• [MATERIAL TO PROCESS]:
━━━━━━━━━━
//! Lattice over an equity tree with a constant short rate.

use super::{LatticeImpl, TimeGrid, Tree, TreeLattice};
use qn_core::{ensure, errors::Result, DiscountFactor, Rate, Real, Time};

/// Equity lattice: node values come from `tree`, every step discounts at
/// `exp(−r dt)`.
#[derive(Debug, Clone)]
pub struct BlackScholesLattice<T: Tree> {
    tree: T,
    risk_free_rate: Rate,
    dt: Time,
    discount: DiscountFactor,
}

impl<T: Tree> BlackScholesLattice<T> {
    /// Tree lattice from 0 to `end`; the tree must have `steps + 1`
    /// columns.
    pub fn build(
        tree: T,
        risk_free_rate: Rate,
        end: Time,
        steps: usize,
    ) -> Result<TreeLattice<Self>> {
        ensure!(
            tree.columns() == steps + 1,
            "tree has {} columns, {} steps requested",
            tree.columns(),
            steps
        );
        let grid = TimeGrid::new(end, steps)?;
        let dt = end / steps as Time;
        let imp = Self {
            tree,
            risk_free_rate,
            dt,
            discount: (-risk_free_rate * dt).exp(),
        };
        Ok(TreeLattice::new(imp, grid))
    }

    /// The underlying tree.
    pub fn tree(&self) -> &T {
        &self.tree
    }

    /// The constant short rate.
    pub fn risk_free_rate(&self) -> Rate {
        self.risk_free_rate
    }

    /// Step length.
    pub fn dt(&self) -> Time {
        self.dt
    }
}

impl<T: Tree> LatticeImpl for BlackScholesLattice<T> {
    fn size(&self, i: usize) -> usize {
        self.tree.size(i)
    }

    fn discount(&self, _i: usize, _index: usize) -> DiscountFactor {
        self.discount
    }

    fn descendant(&self, i: usize, index: usize, branch: usize) -> usize {
        self.tree.descendant(i, index, branch)
    }

    fn probability(&self, i: usize, index: usize, branch: usize) -> Real {
        self.tree.probability(i, index, branch)
    }

    fn branches(&self) -> usize {
        self.tree.branches()
    }

    fn underlying(&self, i: usize, index: usize) -> Option<Real> {
        Some(self.tree.underlying(i, index))
    }
}
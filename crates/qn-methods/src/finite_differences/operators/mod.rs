//! Linear operators on finite-difference grids.
//!
//! # Overview
//!
//! * [`FdmLinearOp`]: anything that maps grid values to grid values
//! * [`TripleBandLinearOp`], [`FirstDerivativeOp`], [`SecondDerivativeOp`]:
//!   tridiagonal operators along one direction
//! * [`NinePointLinearOp`], [`SecondOrderMixedDerivativeOp`]: stencils in
//!   a plane, used for correlation terms
//! * [`FdmLinearOpComposite`]: a PDE operator split into directional
//!   parts and a mixed part, as required by the splitting schemes, with
//!   implementations for Black-Scholes, Heston, Hull-White and G2++

mod black_scholes_op;
mod derivatives;
mod g2_op;
mod heston_op;
mod hull_white_op;
mod nine_point;
mod triple_band;

pub use black_scholes_op::FdmBlackScholesOp;
pub use derivatives::{FirstDerivativeOp, SecondDerivativeOp};
pub use g2_op::FdmG2Op;
pub use heston_op::FdmHestonOp;
pub use hull_white_op::FdmHullWhiteOp;
pub use nine_point::{NinePointLinearOp, SecondOrderMixedDerivativeOp};
pub use triple_band::TripleBandLinearOp;

use qn_core::{errors::Result, Real, Time};
use qn_math::Array;

/// A linear map on grid values.
pub trait FdmLinearOp: std::fmt::Debug + Send + Sync {
    /// `L r`.
    fn apply(&self, r: &Array) -> Array;
}

/// PDE operator `A = Σ_d A_d + A_mixed` split by direction.
///
/// `apply` is the full operator; it equals the sum of `apply_direction`
/// over all directions plus `apply_mixed`.
pub trait FdmLinearOpComposite: FdmLinearOp {
    /// Number of splitting directions.
    fn size(&self) -> usize;

    /// Freeze time-dependent coefficients for a step from `t1` to `t2`.
    fn set_time(&mut self, t1: Time, t2: Time);

    /// Mixed-derivative part.
    fn apply_mixed(&self, r: &Array) -> Array;

    /// Part acting along `direction` (zero for directions the operator
    /// does not act on).
    fn apply_direction(&self, direction: usize, r: &Array) -> Array;

    /// Solve `(I − dt · A_direction) x = r`.
    fn solve_splitting(&self, direction: usize, r: &Array, dt: Real) -> Result<Array>;

    /// Approximate inverse of `I − dt · A`, used by iterative solvers.
    fn preconditioner(&self, r: &Array, dt: Real) -> Result<Array>;
}
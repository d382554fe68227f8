//! Snapshot of the forward curve on the rate-time grid.
//!
//! Discount ratios `P(T_i) / P(T_j)` are all a market model ever knows
//! about bonds: they are independent of the (unknown) discount to the
//! current time. Coterminal and constant-maturity swap rates and annuities
//! follow from them.

use crate::evolution_description::check_increasing_times;
use qn_core::{ensure, errors::Result, Rate, Real, Time};

/// Read access to a curve on a rate-time grid.
pub trait CurveState: std::fmt::Debug + Send + Sync {
    /// Rate times `T_0 < … < T_n`.
    fn rate_times(&self) -> &[Time];

    /// Accrual periods.
    fn rate_taus(&self) -> &[Time];

    /// Number of forwards.
    fn number_of_rates(&self) -> usize {
        self.rate_taus().len()
    }

    /// First forward carrying a value.
    fn first_valid_index(&self) -> usize;

    /// All forwards; entries before [`first_valid_index`](Self::first_valid_index)
    /// are stale.
    fn forward_rates(&self) -> &[Rate];

    /// Forward `i`.
    fn forward_rate(&self, i: usize) -> Rate {
        self.forward_rates()[i]
    }

    /// `P(T_i) / P(T_j)`.
    fn discount_ratio(&self, i: usize, j: usize) -> Real;

    /// Swap rate over `[T_i, T_n]`.
    fn coterminal_swap_rate(&self, i: usize) -> Rate;

    /// Annuity of the coterminal swap starting at `T_i`, in units of the
    /// bond `numeraire`.
    fn coterminal_swap_annuity(&self, numeraire: usize, i: usize) -> Real;

    /// Swap rate over `[T_i, T_{min(i + spanning, n)}]`.
    fn cm_swap_rate(&self, i: usize, spanning: usize) -> Rate;

    /// Annuity of the swap over `[T_i, T_{min(i + spanning, n)}]`, in units
    /// of the bond `numeraire`.
    fn cm_swap_annuity(&self, numeraire: usize, i: usize, spanning: usize) -> Real;
}

/// Curve state parametrised by forward rates.
#[derive(Debug, Clone)]
pub struct LmmCurveState {
    rate_times: Vec<Time>,
    rate_taus: Vec<Time>,
    first: usize,
    forward_rates: Vec<Rate>,
    // P(T_i) / P(T_first); one entry per rate time
    disc_ratios: Vec<Real>,
    // Σ_{k ≥ i} τ_k P(T_{k+1}) / P(T_first)
    cot_annuities: Vec<Real>,
}

impl LmmCurveState {
    /// Empty state on `rate_times`.
    pub fn new(rate_times: Vec<Time>) -> Result<Self> {
        ensure!(rate_times.len() >= 2, "at least two rate times required");
        check_increasing_times(&rate_times)?;
        let n = rate_times.len() - 1;
        let rate_taus = rate_times.windows(2).map(|w| w[1] - w[0]).collect();
        Ok(Self {
            rate_times,
            rate_taus,
            first: n,
            forward_rates: vec![0.0; n],
            disc_ratios: vec![1.0; n + 1],
            cot_annuities: vec![0.0; n],
        })
    }

    /// Set the forwards from index `first_valid_index` on.
    pub fn set_on_forward_rates(&mut self, rates: &[Rate], first_valid_index: usize) -> Result<()> {
        let n = self.rate_taus.len();
        ensure!(rates.len() == n, "{} forwards for {n} rates", rates.len());
        ensure!(first_valid_index < n, "first valid index {first_valid_index} out of range");
        self.update_forward_rates(rates, first_valid_index);
        Ok(())
    }

    /// [`set_on_forward_rates`](Self::set_on_forward_rates) for callers that
    /// have already checked the sizes.
    pub(crate) fn update_forward_rates(&mut self, rates: &[Rate], first_valid_index: usize) {
        let n = self.rate_taus.len();
        debug_assert!(rates.len() == n && first_valid_index < n);
        self.first = first_valid_index;
        self.forward_rates[first_valid_index..].copy_from_slice(&rates[first_valid_index..]);
        self.disc_ratios[first_valid_index] = 1.0;
        for i in first_valid_index..n {
            self.disc_ratios[i + 1] =
                self.disc_ratios[i] / (1.0 + self.forward_rates[i] * self.rate_taus[i]);
        }
        self.compute_coterminal_annuities();
    }

    /// Set the discount ratios (one per rate time) from index
    /// `first_valid_index` on.
    pub fn set_on_discount_ratios(
        &mut self,
        ratios: &[Real],
        first_valid_index: usize,
    ) -> Result<()> {
        let n = self.rate_taus.len();
        ensure!(ratios.len() == n + 1, "{} discount ratios for {} rate times", ratios.len(), n + 1);
        ensure!(first_valid_index < n, "first valid index {first_valid_index} out of range");
        self.first = first_valid_index;
        let base = ratios[first_valid_index];
        for i in first_valid_index..=n {
            self.disc_ratios[i] = ratios[i] / base;
        }
        for i in first_valid_index..n {
            self.forward_rates[i] =
                (self.disc_ratios[i] / self.disc_ratios[i + 1] - 1.0) / self.rate_taus[i];
        }
        self.compute_coterminal_annuities();
        Ok(())
    }

    fn compute_coterminal_annuities(&mut self) {
        let n = self.rate_taus.len();
        let mut annuity = 0.0;
        for i in (self.first..n).rev() {
            annuity += self.rate_taus[i] * self.disc_ratios[i + 1];
            self.cot_annuities[i] = annuity;
        }
    }

    fn cm_annuity(&self, i: usize, end: usize) -> Real {
        (i..end).map(|k| self.rate_taus[k] * self.disc_ratios[k + 1]).sum()
    }

    fn check_valid(&self, i: usize) {
        debug_assert!(
            i >= self.first,
            "index {i} before the first valid index {}",
            self.first
        );
    }
}

impl CurveState for LmmCurveState {
    fn rate_times(&self) -> &[Time] {
        &self.rate_times
    }

    fn rate_taus(&self) -> &[Time] {
        &self.rate_taus
    }

    fn first_valid_index(&self) -> usize {
        self.first
    }

    fn forward_rates(&self) -> &[Rate] {
        &self.forward_rates
    }

    fn discount_ratio(&self, i: usize, j: usize) -> Real {
        self.check_valid(i.min(j));
        self.disc_ratios[i] / self.disc_ratios[j]
    }

    fn coterminal_swap_rate(&self, i: usize) -> Rate {
        self.check_valid(i);
        let n = self.rate_taus.len();
        (self.disc_ratios[i] - self.disc_ratios[n]) / self.cot_annuities[i]
    }

    fn coterminal_swap_annuity(&self, numeraire: usize, i: usize) -> Real {
        self.check_valid(i.min(numeraire));
        self.cot_annuities[i] / self.disc_ratios[numeraire]
    }

    fn cm_swap_rate(&self, i: usize, spanning: usize) -> Rate {
        self.check_valid(i);
        let end = (i + spanning).min(self.rate_taus.len());
        (self.disc_ratios[i] - self.disc_ratios[end]) / self.cm_annuity(i, end)
    }

    fn cm_swap_annuity(&self, numeraire: usize, i: usize, spanning: usize) -> Real {
        self.check_valid(i.min(numeraire));
        let end = (i + spanning).min(self.rate_taus.len());
        self.cm_annuity(i, end) / self.disc_ratios[numeraire]
    }
}

#[cfg(test)]
mod tests {
    use super::*;
    use approx::assert_abs_diff_eq;
    use proptest::prelude::*;

    fn state(forwards: &[Rate]) -> LmmCurveState {
        let times: Vec<Time> = (0..=forwards.len()).map(|i| 0.5 + 0.5 * i as Time).collect();
        let mut cs = LmmCurveState::new(times).unwrap();
        cs.set_on_forward_rates(forwards, 0).unwrap();
        cs
    }

    #[test]
    fn flat_forwards() {
        let cs = state(&[0.04; 4]);
        let d = 1.0 / 1.02;
        assert_abs_diff_eq!(cs.discount_ratio(1, 0), d, epsilon = 1e-15);
        assert_abs_diff_eq!(cs.discount_ratio(0, 4), 1.02_f64.powi(4), epsilon = 1e-13);
        // on a flat simply-compounded curve every swap rate is the forward
        for i in 0..4 {
            assert_abs_diff_eq!(cs.coterminal_swap_rate(i), 0.04, epsilon = 1e-14);
            assert_abs_diff_eq!(cs.cm_swap_rate(i, 2), 0.04, epsilon = 1e-14);
        }
        let annuity = 0.5 * (d + d * d + d * d * d);
        assert_abs_diff_eq!(cs.coterminal_swap_annuity(1, 1), annuity, epsilon = 1e-14);
        assert_abs_diff_eq!(cs.coterminal_swap_annuity(0, 1), annuity * d, epsilon = 1e-14);
        assert_abs_diff_eq!(cs.cm_swap_annuity(1, 1, 10), annuity, epsilon = 1e-14);
        assert_abs_diff_eq!(cs.cm_swap_annuity(0, 0, 1), 0.5 * d, epsilon = 1e-14);
    }

    #[test]
    fn partial_updates_keep_the_valid_tail() {
        let mut cs = state(&[0.03, 0.04, 0.05]);
        cs.set_on_forward_rates(&[9.0, 0.045, 0.05], 1).unwrap();
        assert_eq!(cs.first_valid_index(), 1);
        assert_abs_diff_eq!(cs.forward_rate(1), 0.045);
        assert_abs_diff_eq!(cs.discount_ratio(2, 1), 1.0 / (1.0 + 0.045 * 0.5), epsilon = 1e-15);
        assert!(cs.set_on_forward_rates(&[0.03, 0.04], 0).is_err());
    }

    #[test]
    fn discount_ratios_round_trip_to_forwards() {
        let cs = state(&[0.02, 0.03, 0.05]);
        let ratios: Vec<Real> = (0..4).map(|i| cs.discount_ratio(i, 0)).collect();
        let mut other = LmmCurveState::new(cs.rate_times().to_vec()).unwrap();
        other.set_on_discount_ratios(&ratios, 0).unwrap();
        for i in 0..3 {
            assert_abs_diff_eq!(other.forward_rate(i), cs.forward_rate(i), epsilon = 1e-14);
        }
    }

    proptest! {
        #[test]
        fn swap_rate_is_an_annuity_weighted_forward_average(
            forwards in proptest::collection::vec(0.001f64..0.2, 2..8)
        ) {
            let cs = state(&forwards);
            let n = forwards.len();
            let weights: Vec<Real> = (0..n).map(|k| 0.5 * cs.discount_ratio(k + 1, 0)).collect();
            let expected = (0..n).map(|k| weights[k] * forwards[k]).sum::<Real>()
                / weights.iter().sum::<Real>();
            prop_assert!((cs.coterminal_swap_rate(0) - expected).abs() < 1e-12);
        }
    }
}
━━━━━━━━━━
• [THE TASK]:
Go through the records and count the lines that include "numeraire", then give only that number.

• [PROBLEM SOLUTION]:
10